▶ **Supplied information**:
------------------------

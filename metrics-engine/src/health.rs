//! Health checks.
//!
//! Probes are registered by name in a [`HealthCheckRegistry`] and run by a [`HealthCheckManager`],
//! which turns their outcomes into a [`HealthReport`].  A probe that fails, by returning an error
//! or by panicking, is reported as [`HealthStatus::Degraded`] and never stops the other probes
//! from running.

use std::any::Any;
use std::error::Error;
use std::fmt;
use std::panic::{catch_unwind, AssertUnwindSafe};
use std::sync::Arc;

use indexmap::IndexMap;
use parking_lot::RwLock;
use tracing::{debug, warn};

use crate::error::MetricsError;

/// Error returned by a failing probe.
pub type ProbeError = Box<dyn Error + Send + Sync>;

/// Outcome of a health check.
///
/// Ordered from best to worst, so the aggregate status of several checks is their maximum.
#[derive(Clone, Copy, Debug, Eq, Hash, Ord, PartialEq, PartialOrd)]
pub enum HealthStatus {
    /// Working as expected.
    Healthy,
    /// Working, but impaired.
    Degraded,
    /// Not working.
    Unhealthy,
}

impl HealthStatus {
    /// Gets the lowercase name of this status.
    pub fn as_str(&self) -> &'static str {
        match self {
            HealthStatus::Healthy => "healthy",
            HealthStatus::Degraded => "degraded",
            HealthStatus::Unhealthy => "unhealthy",
        }
    }
}

impl fmt::Display for HealthStatus {
    fn fmt(&self, f: &mut fmt::Formatter<'_>) -> fmt::Result {
        f.write_str(self.as_str())
    }
}

/// Result of running a single probe.
#[derive(Clone, Debug, Eq, PartialEq)]
pub struct HealthCheckResult {
    status: HealthStatus,
    message: String,
}

impl HealthCheckResult {
    /// Creates a result with the given status and message.
    pub fn new<S: Into<String>>(status: HealthStatus, message: S) -> HealthCheckResult {
        HealthCheckResult { status, message: message.into() }
    }

    /// A healthy result with no message.
    pub fn healthy() -> HealthCheckResult {
        HealthCheckResult::new(HealthStatus::Healthy, "")
    }

    /// A degraded result.
    pub fn degraded<S: Into<String>>(message: S) -> HealthCheckResult {
        HealthCheckResult::new(HealthStatus::Degraded, message)
    }

    /// An unhealthy result.
    pub fn unhealthy<S: Into<String>>(message: S) -> HealthCheckResult {
        HealthCheckResult::new(HealthStatus::Unhealthy, message)
    }

    /// Status reported by the probe.
    pub fn status(&self) -> HealthStatus {
        self.status
    }

    /// Message reported by the probe.
    pub fn message(&self) -> &str {
        &self.message
    }
}

/// A health probe.
///
/// Implemented for any `Fn() -> Result<HealthCheckResult, ProbeError>` closure.  The core imposes
/// no timeout, so probes should return quickly.
pub trait HealthCheck: Send + Sync {
    /// Runs the probe.
    fn check(&self) -> Result<HealthCheckResult, ProbeError>;
}

impl<F> HealthCheck for F
where
    F: Fn() -> Result<HealthCheckResult, ProbeError> + Send + Sync,
{
    fn check(&self) -> Result<HealthCheckResult, ProbeError> {
        (self)()
    }
}

/// Holds registered probes by name, in registration order.
#[derive(Default)]
pub struct HealthCheckRegistry {
    checks: RwLock<IndexMap<String, Arc<dyn HealthCheck>>>,
}

impl HealthCheckRegistry {
    /// Creates an empty `HealthCheckRegistry`.
    pub fn new() -> HealthCheckRegistry {
        HealthCheckRegistry::default()
    }

    /// Registers a probe under `name`.
    ///
    /// If a probe is already registered under `name`, it is replaced: the last registration wins,
    /// and the new probe takes over the old one's place in the run order.  Returns `true` if a
    /// probe was replaced.
    pub fn register<C>(&self, name: &str, check: C) -> bool
    where
        C: HealthCheck + 'static,
    {
        let replaced = self.checks.write().insert(name.to_string(), Arc::new(check)).is_some();
        if replaced {
            debug!(check = name, "Replaced existing health check.");
        }
        replaced
    }

    /// Registers a closure as a probe under `name`.
    ///
    /// Behaves exactly like [`register`](Self::register).
    pub fn register_fn<F>(&self, name: &str, f: F) -> bool
    where
        F: Fn() -> Result<HealthCheckResult, ProbeError> + Send + Sync + 'static,
    {
        self.register(name, f)
    }

    /// Removes the probe registered under `name`.
    ///
    /// Returns `true` if there was one.
    pub fn unregister(&self, name: &str) -> bool {
        self.checks.write().shift_remove(name).is_some()
    }

    /// Names of every registered probe, in run order.
    pub fn names(&self) -> Vec<String> {
        self.checks.read().keys().cloned().collect()
    }

    /// Number of registered probes.
    pub fn len(&self) -> usize {
        self.checks.read().len()
    }

    /// Whether no probes are registered.
    pub fn is_empty(&self) -> bool {
        self.checks.read().is_empty()
    }

    fn get(&self, name: &str) -> Option<Arc<dyn HealthCheck>> {
        self.checks.read().get(name).cloned()
    }

    fn checks(&self) -> Vec<(String, Arc<dyn HealthCheck>)> {
        self.checks.read().iter().map(|(name, check)| (name.clone(), Arc::clone(check))).collect()
    }
}

impl fmt::Debug for HealthCheckRegistry {
    fn fmt(&self, f: &mut fmt::Formatter<'_>) -> fmt::Result {
        f.debug_struct("HealthCheckRegistry").field("names", &self.names()).finish()
    }
}

/// Outcome of one probe within a [`HealthReport`].
#[derive(Clone, Debug, Eq, PartialEq)]
pub struct HealthEntry {
    /// Name the probe is registered under.
    pub name: String,
    /// Status the probe reported.
    pub status: HealthStatus,
    /// Message the probe reported, or the failure description.
    pub message: String,
}

/// Outcome of running every registered probe.
#[derive(Clone, Debug, Eq, PartialEq)]
pub struct HealthReport {
    status: HealthStatus,
    entries: Vec<HealthEntry>,
}

impl HealthReport {
    /// A report with no entries.
    pub fn empty() -> HealthReport {
        HealthReport { status: HealthStatus::Healthy, entries: Vec::new() }
    }

    fn from_entries(entries: Vec<HealthEntry>) -> HealthReport {
        let status = entries.iter().map(|e| e.status).max().unwrap_or(HealthStatus::Healthy);
        HealthReport { status, entries }
    }

    /// Worst status across all entries.  An empty report is healthy.
    pub fn status(&self) -> HealthStatus {
        self.status
    }

    /// Whether every probe reported healthy.
    pub fn is_healthy(&self) -> bool {
        self.status == HealthStatus::Healthy
    }

    /// Every entry, in run order.
    pub fn entries(&self) -> &[HealthEntry] {
        &self.entries
    }

    /// Gets the entry for the named probe.
    pub fn get(&self, name: &str) -> Option<&HealthEntry> {
        self.entries.iter().find(|e| e.name == name)
    }

    /// Number of entries.
    pub fn len(&self) -> usize {
        self.entries.len()
    }

    /// Whether there are no entries.
    pub fn is_empty(&self) -> bool {
        self.entries.is_empty()
    }
}

impl Default for HealthReport {
    fn default() -> Self {
        HealthReport::empty()
    }
}

/// Runs registered probes.
#[derive(Clone, Debug, Default)]
pub struct HealthCheckManager {
    registry: Arc<HealthCheckRegistry>,
}

impl HealthCheckManager {
    /// Creates a manager running the probes in `registry`.
    pub fn new(registry: Arc<HealthCheckRegistry>) -> HealthCheckManager {
        HealthCheckManager { registry }
    }

    /// Registry of probes run by this manager.
    pub fn registry(&self) -> &Arc<HealthCheckRegistry> {
        &self.registry
    }

    /// Runs every registered probe, sequentially and in registration order.
    ///
    /// The registry is not locked while probes run, so a probe may itself register or remove
    /// probes; such changes take effect on the next run.
    pub fn run_all(&self) -> HealthReport {
        let entries = self
            .registry
            .checks()
            .into_iter()
            .map(|(name, check)| run_check(name, &*check))
            .collect();
        HealthReport::from_entries(entries)
    }

    /// Runs the probe registered under `name`, if any.
    pub fn run(&self, name: &str) -> Option<HealthEntry> {
        self.registry.get(name).map(|check| run_check(name.to_string(), &*check))
    }
}

fn run_check(name: String, check: &dyn HealthCheck) -> HealthEntry {
    let reason = match catch_unwind(AssertUnwindSafe(|| check.check())) {
        Ok(Ok(result)) => {
            return HealthEntry { name, status: result.status, message: result.message };
        }
        Ok(Err(e)) => e.to_string(),
        Err(payload) => format!("probe panicked: {}", panic_message(payload.as_ref())),
    };

    let message = MetricsError::ProbeFailure { name: name.clone(), reason }.to_string();
    warn!(check = %name, %message, "Health check failed.");
    HealthEntry { name, status: HealthStatus::Degraded, message }
}

pub(crate) fn panic_message(payload: &(dyn Any + Send)) -> &str {
    if let Some(s) = payload.downcast_ref::<&'static str>() {
        s
    } else if let Some(s) = payload.downcast_ref::<String>() {
        s.as_str()
    } else {
        "unknown panic"
    }
}
// SPDX-License-Identifier: MPL-2.0
//! Presentation controllers.
//!
//! Each controller receives the shared playback state at construction and
//! talks to the others only through the message bus. Input methods take an
//! [`Outbox`](crate::bus::Outbox) instead of publishing directly, so a
//! controller is never re-entered while it is handling something.

pub mod application;
pub mod fullscreen;
pub mod transport;
pub mod video_surface;

pub use application::{Application, TransportHost};
pub use fullscreen::{ControlVisibility, OverlayTimeout, SurfaceStyle};
pub use transport::{Transport, VolumeIcon};
pub use video_surface::{InitOutcome, SurfaceOptions, VideoSurface};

------------------------

▶ **Activity**: Check each line above for the word "cloned", and give only the number of lines that contain it.

▶ **Written reply**: 2